» **WHAT THE EXERCISE ASKS**: Copy every line of the following data that includes the string "false".

[Saved entries]
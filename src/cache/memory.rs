use alloc::{
    collections::BTreeMap,
    string::{String, ToString as _},
};
use parking_lot::Mutex;

use super::CacheStore;

#[derive(Default)]
pub struct MemoryCache {
    entries: Mutex<BTreeMap<String, String>>,
}

impl MemoryCache {
    #[inline]
    #[must_use]
    pub fn new() -> Self {
        Self::default()
    }

    #[inline]
    #[must_use]
    pub fn len(&self) -> usize {
        self.entries.lock().len()
    }

    #[inline]
    #[must_use]
    pub fn is_empty(&self) -> bool {
        self.entries.lock().is_empty()
    }
}

impl CacheStore for MemoryCache {
    fn get(&self, key: &str) -> Option<String> {
        self.entries.lock().get(key).cloned()
    }

    fn set(&self, key: &str, value: &str) -> bool {
        self.entries.lock().insert(key.to_string(), value.to_string());
        true
    }

    fn delete(&self, key: &str) {
        self.entries.lock().remove(key);
    }

    fn clear(&self) {
        self.entries.lock().clear();
    }
}
//! Publisher abstraction
//!
//! The flusher hands each snapshot's payloads to a [`Publisher`]. How the
//! events are serialized and transmitted is entirely up to the
//! implementation; the flusher only cares whether the whole batch was
//! accepted.

use async_trait::async_trait;

use crate::error::PublishError;

/// Transmits batches of events to a remote collector
///
/// `Ok(())` acknowledges every event in `events`. Any error, including a
/// partial send, acknowledges none of them and the batch is retried on the
/// next flush.
#[async_trait]
pub trait Publisher<T>: Send + Sync {
    /// Publish a batch, oldest event first
    async fn publish(&self, events: &[&T]) -> Result<(), PublishError>;

    /// Short name used in log output
    fn name(&self) -> &str {
        "publisher"
    }
}

//! Background flush task
//!
//! Each cycle:
//! - Snapshot the buffer
//! - Publish the snapshot's payloads with no lock held
//! - On success, remove exactly the snapshotted events
//!
//! A failed or timed-out publish leaves the buffer untouched, so the same
//! events are offered again on the next cycle (at-least-once delivery).

use std::sync::Arc;
use std::sync::atomic::{AtomicU64, Ordering};

use outbox_core::{EventBuffer, SequenceId};
use serde::{Deserialize, Serialize};
use tokio::sync::broadcast;
use tokio::task::JoinHandle;
use tokio::time::MissedTickBehavior;
use tracing::{debug, info, warn};

use crate::config::FlushConfig;
use crate::error::{FlushError, PublishError};
use crate::publisher::Publisher;

/// Result of a single flush cycle
#[derive(Debug, Clone, PartialEq, Eq)]
pub enum FlushOutcome {
    /// The buffer was empty; nothing was published
    Empty,
    /// The snapshot was published and removed from the buffer
    Published {
        /// Events handed to the publisher
        sent: usize,
        /// Events actually removed (fewer than `sent` if some were evicted meanwhile)
        removed: usize,
        /// Oldest id in the batch
        first_id: SequenceId,
        /// Newest id in the batch
        last_id: SequenceId,
    },
    /// Publishing failed; the events stay buffered for the next cycle
    Failed {
        /// Events in the rejected batch
        attempted: usize,
        /// Why the publish failed
        error: PublishError,
    },
}

impl FlushOutcome {
    /// Whether the cycle ended in a successful publish
    pub fn is_published(&self) -> bool {
        matches!(self, FlushOutcome::Published { .. })
    }
}

/// Cumulative flusher counters
#[derive(Debug, Clone, Copy, PartialEq, Eq, Default, Serialize, Deserialize)]
pub struct FlushStats {
    /// Flush cycles run, including empty ones
    pub cycles: u64,
    /// Successful publishes
    pub published_batches: u64,
    /// Failed or timed-out publishes
    pub failed_batches: u64,
    /// Events handed to successful publishes
    pub events_sent: u64,
    /// Events removed from the buffer after successful publishes
    pub events_removed: u64,
}

#[derive(Debug, Default)]
struct FlushCounters {
    cycles: AtomicU64,
    published_batches: AtomicU64,
    failed_batches: AtomicU64,
    events_sent: AtomicU64,
    events_removed: AtomicU64,
}

impl FlushCounters {
    fn snapshot(&self) -> FlushStats {
        FlushStats {
            cycles: self.cycles.load(Ordering::Relaxed),
            published_batches: self.published_batches.load(Ordering::Relaxed),
            failed_batches: self.failed_batches.load(Ordering::Relaxed),
            events_sent: self.events_sent.load(Ordering::Relaxed),
            events_removed: self.events_removed.load(Ordering::Relaxed),
        }
    }
}

/// Periodically drains an [`EventBuffer`] into a [`Publisher`]
pub struct Flusher<T, P> {
    /// Buffer shared with producers
    buffer: Arc<EventBuffer<T>>,
    /// Where batches go
    publisher: Arc<P>,
    /// Interval and timeout settings
    config: FlushConfig,
    /// Shutdown signal
    shutdown_rx: broadcast::Receiver<()>,
    /// Counters shared with the handle
    counters: Arc<FlushCounters>,
}

impl<T, P> Flusher<T, P>
where
    T: Send + Sync + 'static,
    P: Publisher<T> + 'static,
{
    /// Create a new flusher
    pub fn new(
        buffer: Arc<EventBuffer<T>>,
        publisher: Arc<P>,
        config: FlushConfig,
        shutdown_rx: broadcast::Receiver<()>,
    ) -> Result<Self, FlushError> {
        config.validate()?;
        Ok(Self {
            buffer,
            publisher,
            config,
            shutdown_rx,
            counters: Arc::new(FlushCounters::default()),
        })
    }

    /// Spawn a flusher as a background task
    pub fn spawn(
        buffer: Arc<EventBuffer<T>>,
        publisher: Arc<P>,
        config: FlushConfig,
    ) -> Result<FlusherHandle, FlushError> {
        let (shutdown_tx, shutdown_rx) = broadcast::channel(1);
        let flusher = Self::new(buffer, publisher, config, shutdown_rx)?;
        let counters = Arc::clone(&flusher.counters);

        let task = tokio::spawn(async move { flusher.run().await });

        Ok(FlusherHandle {
            shutdown_tx,
            task,
            counters,
        })
    }

    /// Counters accumulated so far
    pub fn stats(&self) -> FlushStats {
        self.counters.snapshot()
    }

    /// Run one snapshot, publish, remove cycle
    pub async fn flush_once(&self) -> FlushOutcome {
        self.counters.cycles.fetch_add(1, Ordering::Relaxed);

        let snapshot = self.buffer.snapshot();
        let (Some(first_id), Some(last_id)) = (snapshot.first_id(), snapshot.last_id()) else {
            return FlushOutcome::Empty;
        };

        let events = snapshot.payloads();
        let result = match self.config.publish_timeout() {
            Some(limit) => {
                match tokio::time::timeout(limit, self.publisher.publish(&events)).await {
                    Ok(result) => result,
                    Err(_) => Err(PublishError::Timeout(limit)),
                }
            }
            None => self.publisher.publish(&events).await,
        };

        match result {
            Ok(()) => {
                let removed = self.buffer.remove(&snapshot);
                self.counters.published_batches.fetch_add(1, Ordering::Relaxed);
                self.counters
                    .events_sent
                    .fetch_add(events.len() as u64, Ordering::Relaxed);
                self.counters
                    .events_removed
                    .fetch_add(removed as u64, Ordering::Relaxed);

                debug!(
                    publisher = self.publisher.name(),
                    sent = events.len(),
                    removed,
                    first = %first_id,
                    last = %last_id,
                    "Published batch"
                );

                FlushOutcome::Published {
                    sent: events.len(),
                    removed,
                    first_id,
                    last_id,
                }
            }
            Err(error) => {
                self.counters.failed_batches.fetch_add(1, Ordering::Relaxed);
                warn!(
                    publisher = self.publisher.name(),
                    attempted = events.len(),
                    error = %error,
                    "Publish failed, events kept for next cycle"
                );

                FlushOutcome::Failed {
                    attempted: events.len(),
                    error,
                }
            }
        }
    }

    /// Run the flush loop until shutdown is signalled
    pub async fn run(mut self) -> FlushStats {
        info!(
            interval_ms = self.config.interval_ms,
            publisher = self.publisher.name(),
            "Flusher started"
        );

        let mut interval = tokio::time::interval(self.config.interval());
        interval.set_missed_tick_behavior(MissedTickBehavior::Delay);

        loop {
            tokio::select! {
                _ = self.shutdown_rx.recv() => {
                    info!("Flusher shutting down");
                    break;
                }
                _ = interval.tick() => {
                    self.flush_once().await;
                }
            }
        }

        if self.config.flush_on_shutdown {
            let outcome = self.flush_once().await;
            debug!(?outcome, "Final flush");
        }

        let stats = self.stats();
        info!(
            cycles = stats.cycles,
            published = stats.published_batches,
            failed = stats.failed_batches,
            events_sent = stats.events_sent,
            "Flusher stopped"
        );
        stats
    }
}

/// Handle to a spawned [`Flusher`]
#[derive(Debug)]
pub struct FlusherHandle {
    shutdown_tx: broadcast::Sender<()>,
    task: JoinHandle<FlushStats>,
    counters: Arc<FlushCounters>,
}

impl FlusherHandle {
    /// Counters accumulated so far
    pub fn stats(&self) -> FlushStats {
        self.counters.snapshot()
    }

    /// Whether the background task has exited
    pub fn is_finished(&self) -> bool {
        self.task.is_finished()
    }

    /// Signal shutdown and wait for the task (and its final flush) to finish
    pub async fn shutdown(self) -> Result<FlushStats, FlushError> {
        // The task may already be gone; joining reports why
        let _ = self.shutdown_tx.send(());
        Ok(self.task.await?)
    }
}

#[cfg(test)]
mod tests {
    use super::*;
    use crate::mock_publisher::RecordingPublisher;
    use std::time::Duration;

    fn setup(
        capacity: usize,
        config: FlushConfig,
    ) -> (
        Arc<EventBuffer<u32>>,
        Arc<RecordingPublisher<u32>>,
        Flusher<u32, RecordingPublisher<u32>>,
        broadcast::Sender<()>,
    ) {
        let buffer = Arc::new(EventBuffer::new(capacity).unwrap());
        let publisher = Arc::new(RecordingPublisher::new());
        let (tx, rx) = broadcast::channel(1);
        let flusher =
            Flusher::new(Arc::clone(&buffer), Arc::clone(&publisher), config, rx).unwrap();
        (buffer, publisher, flusher, tx)
    }

    #[tokio::test]
    async fn test_flush_empty_buffer() {
        let (_buffer, publisher, flusher, _tx) = setup(4, FlushConfig::default());
        assert_eq!(flusher.flush_once().await, FlushOutcome::Empty);
        assert_eq!(publisher.attempts(), 0);
        assert_eq!(flusher.stats().cycles, 1);
    }

    #[tokio::test]
    async fn test_flush_publishes_and_removes() {
        let (buffer, publisher, flusher, _tx) = setup(8, FlushConfig::default());
        for i in 1..=3 {
            buffer.append(i);
        }

        let outcome = flusher.flush_once().await;
        assert_eq!(
            outcome,
            FlushOutcome::Published {
                sent: 3,
                removed: 3,
                first_id: SequenceId::new(1),
                last_id: SequenceId::new(3),
            }
        );
        assert!(buffer.is_empty());
        assert_eq!(publisher.batches(), vec![vec![1, 2, 3]]);

        let stats = flusher.stats();
        assert_eq!(stats.published_batches, 1);
        assert_eq!(stats.events_sent, 3);
        assert_eq!(stats.events_removed, 3);
    }

    #[tokio::test]
    async fn test_failed_publish_keeps_events() {
        let (buffer, publisher, flusher, _tx) = setup(8, FlushConfig::default());
        buffer.append(1);
        buffer.append(2);
        publisher.set_failing(true);

        let outcome = flusher.flush_once().await;
        assert!(matches!(outcome, FlushOutcome::Failed { attempted: 2, .. }));
        assert_eq!(buffer.len(), 2);

        publisher.set_failing(false);
        buffer.append(3);
        assert!(flusher.flush_once().await.is_published());
        assert_eq!(publisher.published(), vec![1, 2, 3]);
        assert!(buffer.is_empty());
        assert_eq!(flusher.stats().failed_batches, 1);
    }

    #[tokio::test(start_paused = true)]
    async fn test_publish_timeout_counts_as_failure() {
        let buffer = Arc::new(EventBuffer::<u32>::new(4).unwrap());
        let publisher =
            Arc::new(RecordingPublisher::<u32>::new().with_delay(Duration::from_secs(5)));
        let (_tx, rx) = broadcast::channel(1);
        let config = FlushConfig::default().with_publish_timeout(Some(Duration::from_secs(1)));
        let flusher = Flusher::new(Arc::clone(&buffer), publisher, config, rx).unwrap();

        buffer.append(9);
        let outcome = flusher.flush_once().await;
        assert_eq!(
            outcome,
            FlushOutcome::Failed {
                attempted: 1,
                error: PublishError::Timeout(Duration::from_secs(1)),
            }
        );
        assert_eq!(buffer.len(), 1);
    }

    #[tokio::test]
    async fn test_invalid_config_rejected() {
        let buffer = Arc::new(EventBuffer::<u32>::new(4).unwrap());
        let publisher = Arc::new(RecordingPublisher::<u32>::new());
        let (_tx, rx) = broadcast::channel(1);
        let result = Flusher::new(
            buffer,
            publisher,
            FlushConfig::with_interval(Duration::ZERO),
            rx,
        );
        assert!(matches!(result, Err(FlushError::InvalidConfig(_))));
    }

    #[tokio::test(start_paused = true)]
    async fn test_spawned_flusher_drains_on_interval() {
        let buffer = Arc::new(EventBuffer::<u32>::new(16).unwrap());
        let publisher = Arc::new(RecordingPublisher::<u32>::new());
        let config = FlushConfig::with_interval(Duration::from_millis(100))
            .with_flush_on_shutdown(false);
        let handle =
            Flusher::spawn(Arc::clone(&buffer), Arc::clone(&publisher), config).unwrap();

        for i in 0..5 {
            buffer.append(i);
        }
        tokio::time::sleep(Duration::from_millis(250)).await;

        assert!(buffer.is_empty());
        assert_eq!(publisher.published(), vec![0, 1, 2, 3, 4]);

        let stats = handle.shutdown().await.unwrap();
        assert!(stats.cycles >= 2);
        assert_eq!(stats.events_sent, 5);
    }

    #[tokio::test(start_paused = true)]
    async fn test_shutdown_runs_final_flush() {
        let buffer = Arc::new(EventBuffer::<u32>::new(16).unwrap());
        let publisher = Arc::new(RecordingPublisher::<u32>::new());
        let config = FlushConfig::with_interval(Duration::from_secs(3600));
        let handle =
            Flusher::spawn(Arc::clone(&buffer), Arc::clone(&publisher), config).unwrap();

        // Let the immediate first tick pass on an empty buffer
        tokio::time::sleep(Duration::from_millis(10)).await;
        buffer.append(42);

        let stats = handle.shutdown().await.unwrap();
        assert_eq!(publisher.published(), vec![42]);
        assert!(buffer.is_empty());
        assert_eq!(stats.published_batches, 1);
    }
}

» **TASK SOLUTION**:
        publisher.set_failing(false);
            .with_flush_on_shutdown(false);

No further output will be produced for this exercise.